- [Task directions]: Each line below has to be set down again exactly.

- [Exercise input]:
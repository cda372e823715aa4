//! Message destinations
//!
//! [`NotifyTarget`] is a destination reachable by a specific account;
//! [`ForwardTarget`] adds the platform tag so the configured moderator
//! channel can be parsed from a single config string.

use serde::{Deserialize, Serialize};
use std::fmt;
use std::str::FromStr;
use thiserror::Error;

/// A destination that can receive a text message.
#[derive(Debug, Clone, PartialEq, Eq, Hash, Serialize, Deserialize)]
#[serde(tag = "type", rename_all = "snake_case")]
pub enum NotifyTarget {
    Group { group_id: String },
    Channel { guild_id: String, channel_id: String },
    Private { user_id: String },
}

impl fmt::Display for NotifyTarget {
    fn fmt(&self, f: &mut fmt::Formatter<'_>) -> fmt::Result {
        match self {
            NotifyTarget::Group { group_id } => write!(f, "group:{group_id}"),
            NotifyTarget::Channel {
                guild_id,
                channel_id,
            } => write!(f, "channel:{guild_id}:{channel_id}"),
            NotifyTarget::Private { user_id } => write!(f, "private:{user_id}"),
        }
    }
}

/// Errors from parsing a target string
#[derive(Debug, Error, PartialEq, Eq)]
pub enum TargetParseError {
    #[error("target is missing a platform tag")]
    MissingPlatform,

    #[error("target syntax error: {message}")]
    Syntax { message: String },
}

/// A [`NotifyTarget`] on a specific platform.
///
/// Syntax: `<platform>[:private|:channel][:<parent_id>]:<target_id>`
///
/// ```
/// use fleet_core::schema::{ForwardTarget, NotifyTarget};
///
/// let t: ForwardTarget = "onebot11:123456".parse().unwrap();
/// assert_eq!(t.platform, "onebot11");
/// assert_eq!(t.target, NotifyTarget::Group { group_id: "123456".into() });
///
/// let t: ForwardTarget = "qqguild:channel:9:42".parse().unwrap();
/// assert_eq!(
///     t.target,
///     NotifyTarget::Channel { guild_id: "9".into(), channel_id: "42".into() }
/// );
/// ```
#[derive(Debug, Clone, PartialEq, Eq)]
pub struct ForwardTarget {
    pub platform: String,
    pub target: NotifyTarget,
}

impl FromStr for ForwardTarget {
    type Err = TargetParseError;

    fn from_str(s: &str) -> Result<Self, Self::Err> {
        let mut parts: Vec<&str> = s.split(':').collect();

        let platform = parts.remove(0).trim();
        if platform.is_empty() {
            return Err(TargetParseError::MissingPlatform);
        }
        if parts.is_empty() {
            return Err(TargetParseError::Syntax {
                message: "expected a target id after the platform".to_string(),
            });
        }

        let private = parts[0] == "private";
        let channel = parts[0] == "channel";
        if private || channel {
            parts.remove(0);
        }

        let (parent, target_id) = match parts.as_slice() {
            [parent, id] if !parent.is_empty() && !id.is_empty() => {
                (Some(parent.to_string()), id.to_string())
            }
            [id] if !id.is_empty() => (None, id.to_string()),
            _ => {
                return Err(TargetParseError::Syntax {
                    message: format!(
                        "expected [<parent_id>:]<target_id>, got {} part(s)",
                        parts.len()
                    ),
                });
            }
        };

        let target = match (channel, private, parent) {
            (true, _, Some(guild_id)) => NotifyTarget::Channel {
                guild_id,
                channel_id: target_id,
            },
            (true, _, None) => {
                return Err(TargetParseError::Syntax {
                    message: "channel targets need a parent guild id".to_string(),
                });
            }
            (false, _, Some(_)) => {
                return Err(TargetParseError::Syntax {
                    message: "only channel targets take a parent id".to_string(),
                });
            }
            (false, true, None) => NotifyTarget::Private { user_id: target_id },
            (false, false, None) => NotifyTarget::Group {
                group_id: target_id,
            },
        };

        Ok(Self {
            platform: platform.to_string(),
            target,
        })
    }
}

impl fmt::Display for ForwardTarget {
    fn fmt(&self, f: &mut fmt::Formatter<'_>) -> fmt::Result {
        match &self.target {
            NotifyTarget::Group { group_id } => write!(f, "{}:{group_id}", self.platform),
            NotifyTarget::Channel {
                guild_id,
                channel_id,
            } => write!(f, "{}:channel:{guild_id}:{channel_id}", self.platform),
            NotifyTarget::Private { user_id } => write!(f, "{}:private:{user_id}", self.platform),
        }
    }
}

- [Answer section]:
repository cda372e823715aa4
//! Message destinations
//!
//! [`NotifyTarget`] is a destination reachable by a specific account;
//! [`ForwardTarget`] adds the platform tag so the configured moderator
//! channel can be parsed from a single config string.

use serde::{Deserialize, Serialize};
use std::fmt;
use std::str::FromStr;
use thiserror::Error;

/// A destination that can receive a text message.
#[derive(Debug, Clone, PartialEq, Eq, Hash, Serialize, Deserialize)]
#[serde(tag = "type", rename_all = "snake_case")]
pub enum NotifyTarget {
    Group { group_id: String },
    Channel { guild_id: String, channel_id: String },
    Private { user_id: String },
}

impl fmt::Display for NotifyTarget {
    fn fmt(&self, f: &mut fmt::Formatter<'_>) -> fmt::Result {
        match self {
            NotifyTarget::Group { group_id } => write!(f, "group:{group_id}"),
            NotifyTarget::Channel {
                guild_id,
                channel_id,
            } => write!(f, "channel:{guild_id}:{channel_id}"),
            NotifyTarget::Private { user_id } => write!(f, "private:{user_id}"),
        }
    }
}

/// Errors from parsing a target string
#[derive(Debug, Error, PartialEq, Eq)]
pub enum TargetParseError {
    #[error("target is missing a platform tag")]
    MissingPlatform,

    #[error("target syntax error: {message}")]
    Syntax { message: String },
}

/// A [`NotifyTarget`] on a specific platform.
///
/// Syntax: `<platform>[:private|:channel][:<parent_id>]:<target_id>`
///
/// ```
/// use fleet_core::schema::{ForwardTarget, NotifyTarget};
///
/// let t: ForwardTarget = "onebot11:123456".parse().unwrap();
/// assert_eq!(t.platform, "onebot11");
/// assert_eq!(t.target, NotifyTarget::Group { group_id: "123456".into() });
///
/// let t: ForwardTarget = "qqguild:channel:9:42".parse().unwrap();
/// assert_eq!(
///     t.target,
///     NotifyTarget::Channel { guild_id: "9".into(), channel_id: "42".into() }
/// );
/// ```
#[derive(Debug, Clone, PartialEq, Eq)]
pub struct ForwardTarget {
    pub platform: String,
    pub target: NotifyTarget,
}

impl FromStr for ForwardTarget {
    type Err = TargetParseError;

    fn from_str(s: &str) -> Result<Self, Self::Err> {
        let mut parts: Vec<&str> = s.split(':').collect();

        let platform = parts.remove(0).trim();
        if platform.is_empty() {
            return Err(TargetParseError::MissingPlatform);
        }
        if parts.is_empty() {
            return Err(TargetParseError::Syntax {
                message: "expected a target id after the platform".to_string(),
            });
        }

        let private = parts[0] == "private";
        let channel = parts[0] == "channel";
        if private || channel {
            parts.remove(0);
        }

        let (parent, target_id) = match parts.as_slice() {
            [parent, id] if !parent.is_empty() && !id.is_empty() => {
                (Some(parent.to_string()), id.to_string())
            }
            [id] if !id.is_empty() => (None, id.to_string()),
            _ => {
                return Err(TargetParseError::Syntax {
                    message: format!(
                        "expected [<parent_id>:]<target_id>, got {} part(s)",
                        parts.len()
                    ),
                });
            }
        };

        let target = match (channel, private, parent) {
            (true, _, Some(guild_id)) => NotifyTarget::Channel {
                guild_id,
                channel_id: target_id,
            },
            (true, _, None) => {
                return Err(TargetParseError::Syntax {
                    message: "channel targets need a parent guild id".to_string(),
                });
            }
            (false, _, Some(_)) => {
                return Err(TargetParseError::Syntax {
                    message: "only channel targets take a parent id".to_string(),
                });
            }
            (false, true, None) => NotifyTarget::Private { user_id: target_id },
            (false, false, None) => NotifyTarget::Group {
                group_id: target_id,
            },
        };

        Ok(Self {
            platform: platform.to_string(),
            target,
        })
    }
}

impl fmt::Display for ForwardTarget {
    fn fmt(&self, f: &mut fmt::Formatter<'_>) -> fmt::Result {
        match &self.target {
            NotifyTarget::Group { group_id } => write!(f, "{}:{group_id}", self.platform),
            NotifyTarget::Channel {
                guild_id,
                channel_id,
            } => write!(f, "{}:channel:{guild_id}:{channel_id}", self.platform),
            NotifyTarget::Private { user_id } => write!(f, "{}:private:{user_id}", self.platform),
        }
    }
}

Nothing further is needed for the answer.